Work to be completed
Where the string "ChatMessage" occurs in a line of the data below, that line should be copied.

+++

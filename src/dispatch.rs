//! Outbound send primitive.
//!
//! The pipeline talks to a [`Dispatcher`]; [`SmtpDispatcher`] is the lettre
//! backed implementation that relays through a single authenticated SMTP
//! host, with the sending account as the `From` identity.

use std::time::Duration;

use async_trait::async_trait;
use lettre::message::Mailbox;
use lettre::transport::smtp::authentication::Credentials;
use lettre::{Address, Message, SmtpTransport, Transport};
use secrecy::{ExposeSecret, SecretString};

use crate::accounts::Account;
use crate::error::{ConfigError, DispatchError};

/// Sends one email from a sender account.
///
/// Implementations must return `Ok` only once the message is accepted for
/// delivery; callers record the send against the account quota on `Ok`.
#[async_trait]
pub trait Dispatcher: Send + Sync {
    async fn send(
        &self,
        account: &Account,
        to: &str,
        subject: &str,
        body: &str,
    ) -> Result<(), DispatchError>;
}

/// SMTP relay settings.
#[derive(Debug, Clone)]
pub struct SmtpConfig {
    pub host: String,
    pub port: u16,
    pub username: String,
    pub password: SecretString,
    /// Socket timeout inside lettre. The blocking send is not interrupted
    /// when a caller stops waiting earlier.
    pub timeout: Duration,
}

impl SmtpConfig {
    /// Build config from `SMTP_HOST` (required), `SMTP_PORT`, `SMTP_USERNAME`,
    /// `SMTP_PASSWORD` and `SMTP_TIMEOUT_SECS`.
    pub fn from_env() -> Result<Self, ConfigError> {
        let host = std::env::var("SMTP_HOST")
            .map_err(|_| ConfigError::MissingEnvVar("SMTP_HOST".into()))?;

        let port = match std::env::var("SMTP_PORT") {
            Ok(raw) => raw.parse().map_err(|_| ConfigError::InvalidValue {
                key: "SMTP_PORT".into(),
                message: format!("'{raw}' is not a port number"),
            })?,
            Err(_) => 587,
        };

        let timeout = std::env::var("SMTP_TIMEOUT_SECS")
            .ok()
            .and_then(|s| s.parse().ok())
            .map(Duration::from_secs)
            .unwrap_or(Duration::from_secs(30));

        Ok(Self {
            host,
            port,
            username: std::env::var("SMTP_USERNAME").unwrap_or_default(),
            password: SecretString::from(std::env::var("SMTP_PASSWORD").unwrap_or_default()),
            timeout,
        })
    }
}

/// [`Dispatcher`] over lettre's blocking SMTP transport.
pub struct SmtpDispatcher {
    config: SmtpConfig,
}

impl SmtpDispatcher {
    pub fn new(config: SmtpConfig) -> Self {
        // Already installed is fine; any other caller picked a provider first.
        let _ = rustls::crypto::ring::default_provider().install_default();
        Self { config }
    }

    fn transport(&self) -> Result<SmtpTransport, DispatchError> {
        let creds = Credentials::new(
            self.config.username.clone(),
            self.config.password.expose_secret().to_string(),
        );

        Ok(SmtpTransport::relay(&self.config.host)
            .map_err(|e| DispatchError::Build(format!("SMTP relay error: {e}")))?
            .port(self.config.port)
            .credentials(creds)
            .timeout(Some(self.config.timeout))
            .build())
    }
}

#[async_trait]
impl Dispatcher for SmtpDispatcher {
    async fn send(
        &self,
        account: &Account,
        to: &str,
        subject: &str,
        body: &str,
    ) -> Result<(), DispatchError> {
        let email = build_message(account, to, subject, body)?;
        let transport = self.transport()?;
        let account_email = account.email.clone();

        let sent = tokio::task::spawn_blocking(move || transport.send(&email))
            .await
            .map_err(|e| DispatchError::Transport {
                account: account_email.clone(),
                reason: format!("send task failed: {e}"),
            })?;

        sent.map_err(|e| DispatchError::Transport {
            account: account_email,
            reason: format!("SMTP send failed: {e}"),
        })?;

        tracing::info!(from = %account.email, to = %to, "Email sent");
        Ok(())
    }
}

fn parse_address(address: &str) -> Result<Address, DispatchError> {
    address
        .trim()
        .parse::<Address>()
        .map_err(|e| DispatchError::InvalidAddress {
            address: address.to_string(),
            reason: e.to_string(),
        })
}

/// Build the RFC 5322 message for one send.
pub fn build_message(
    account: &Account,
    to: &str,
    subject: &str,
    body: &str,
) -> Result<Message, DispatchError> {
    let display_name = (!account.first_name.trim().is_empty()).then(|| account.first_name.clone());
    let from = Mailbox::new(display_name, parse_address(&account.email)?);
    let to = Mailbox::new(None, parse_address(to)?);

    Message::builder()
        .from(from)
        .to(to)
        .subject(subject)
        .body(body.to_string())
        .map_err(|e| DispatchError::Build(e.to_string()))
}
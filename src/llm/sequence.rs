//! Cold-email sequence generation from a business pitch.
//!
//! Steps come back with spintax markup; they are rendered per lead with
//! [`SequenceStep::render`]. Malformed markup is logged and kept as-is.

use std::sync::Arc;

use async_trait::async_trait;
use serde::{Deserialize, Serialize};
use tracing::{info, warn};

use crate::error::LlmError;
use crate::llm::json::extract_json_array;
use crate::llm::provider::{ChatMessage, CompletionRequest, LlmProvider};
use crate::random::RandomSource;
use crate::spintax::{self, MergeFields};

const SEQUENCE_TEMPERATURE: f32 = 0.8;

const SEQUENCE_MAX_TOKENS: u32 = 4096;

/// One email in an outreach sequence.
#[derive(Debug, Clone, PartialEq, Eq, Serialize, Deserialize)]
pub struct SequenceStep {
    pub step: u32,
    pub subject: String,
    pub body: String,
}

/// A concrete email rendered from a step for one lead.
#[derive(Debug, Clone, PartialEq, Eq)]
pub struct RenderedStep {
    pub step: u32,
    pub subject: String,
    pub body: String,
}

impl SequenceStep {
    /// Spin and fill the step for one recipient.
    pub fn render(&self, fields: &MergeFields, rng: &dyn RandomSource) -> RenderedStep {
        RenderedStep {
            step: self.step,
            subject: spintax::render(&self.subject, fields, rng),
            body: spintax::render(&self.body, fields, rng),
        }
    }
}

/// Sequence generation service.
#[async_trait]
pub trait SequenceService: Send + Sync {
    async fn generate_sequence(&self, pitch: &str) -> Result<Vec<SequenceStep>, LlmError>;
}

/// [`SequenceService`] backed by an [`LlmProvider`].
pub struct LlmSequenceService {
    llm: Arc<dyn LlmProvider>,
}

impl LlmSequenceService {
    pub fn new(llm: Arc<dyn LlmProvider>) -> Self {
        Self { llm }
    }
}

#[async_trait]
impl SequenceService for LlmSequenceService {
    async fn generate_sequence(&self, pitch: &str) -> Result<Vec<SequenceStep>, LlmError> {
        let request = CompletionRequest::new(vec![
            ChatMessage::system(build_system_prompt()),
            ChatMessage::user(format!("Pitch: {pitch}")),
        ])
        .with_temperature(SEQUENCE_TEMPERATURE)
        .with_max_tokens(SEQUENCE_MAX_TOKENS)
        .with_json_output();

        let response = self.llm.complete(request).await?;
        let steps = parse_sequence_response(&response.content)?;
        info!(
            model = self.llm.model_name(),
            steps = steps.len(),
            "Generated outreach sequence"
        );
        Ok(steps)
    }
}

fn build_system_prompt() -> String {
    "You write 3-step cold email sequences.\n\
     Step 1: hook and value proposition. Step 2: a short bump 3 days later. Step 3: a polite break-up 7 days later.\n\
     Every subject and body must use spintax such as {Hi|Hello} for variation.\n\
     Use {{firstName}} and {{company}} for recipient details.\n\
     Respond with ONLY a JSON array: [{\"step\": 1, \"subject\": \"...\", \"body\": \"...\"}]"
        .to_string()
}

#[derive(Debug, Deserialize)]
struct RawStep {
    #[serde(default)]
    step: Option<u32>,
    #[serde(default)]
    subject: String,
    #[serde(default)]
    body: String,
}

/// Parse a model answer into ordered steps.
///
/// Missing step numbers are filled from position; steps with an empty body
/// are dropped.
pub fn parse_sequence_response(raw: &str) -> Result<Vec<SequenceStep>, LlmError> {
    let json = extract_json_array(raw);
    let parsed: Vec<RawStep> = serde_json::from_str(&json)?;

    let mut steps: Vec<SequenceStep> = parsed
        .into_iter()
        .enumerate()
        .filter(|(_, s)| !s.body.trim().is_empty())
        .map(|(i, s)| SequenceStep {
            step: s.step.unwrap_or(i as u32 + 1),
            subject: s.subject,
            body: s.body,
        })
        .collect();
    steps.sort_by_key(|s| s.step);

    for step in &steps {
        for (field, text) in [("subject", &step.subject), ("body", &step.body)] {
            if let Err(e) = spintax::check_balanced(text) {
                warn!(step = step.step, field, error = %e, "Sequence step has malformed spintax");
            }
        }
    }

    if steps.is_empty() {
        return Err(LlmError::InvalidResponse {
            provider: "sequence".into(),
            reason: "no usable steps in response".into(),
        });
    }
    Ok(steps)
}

+++

Answer space
use crate::llm::provider::{ChatMessage, CompletionRequest, LlmProvider};
            ChatMessage::system(build_system_prompt()),
            ChatMessage::user(format!("Pitch: {pitch}")),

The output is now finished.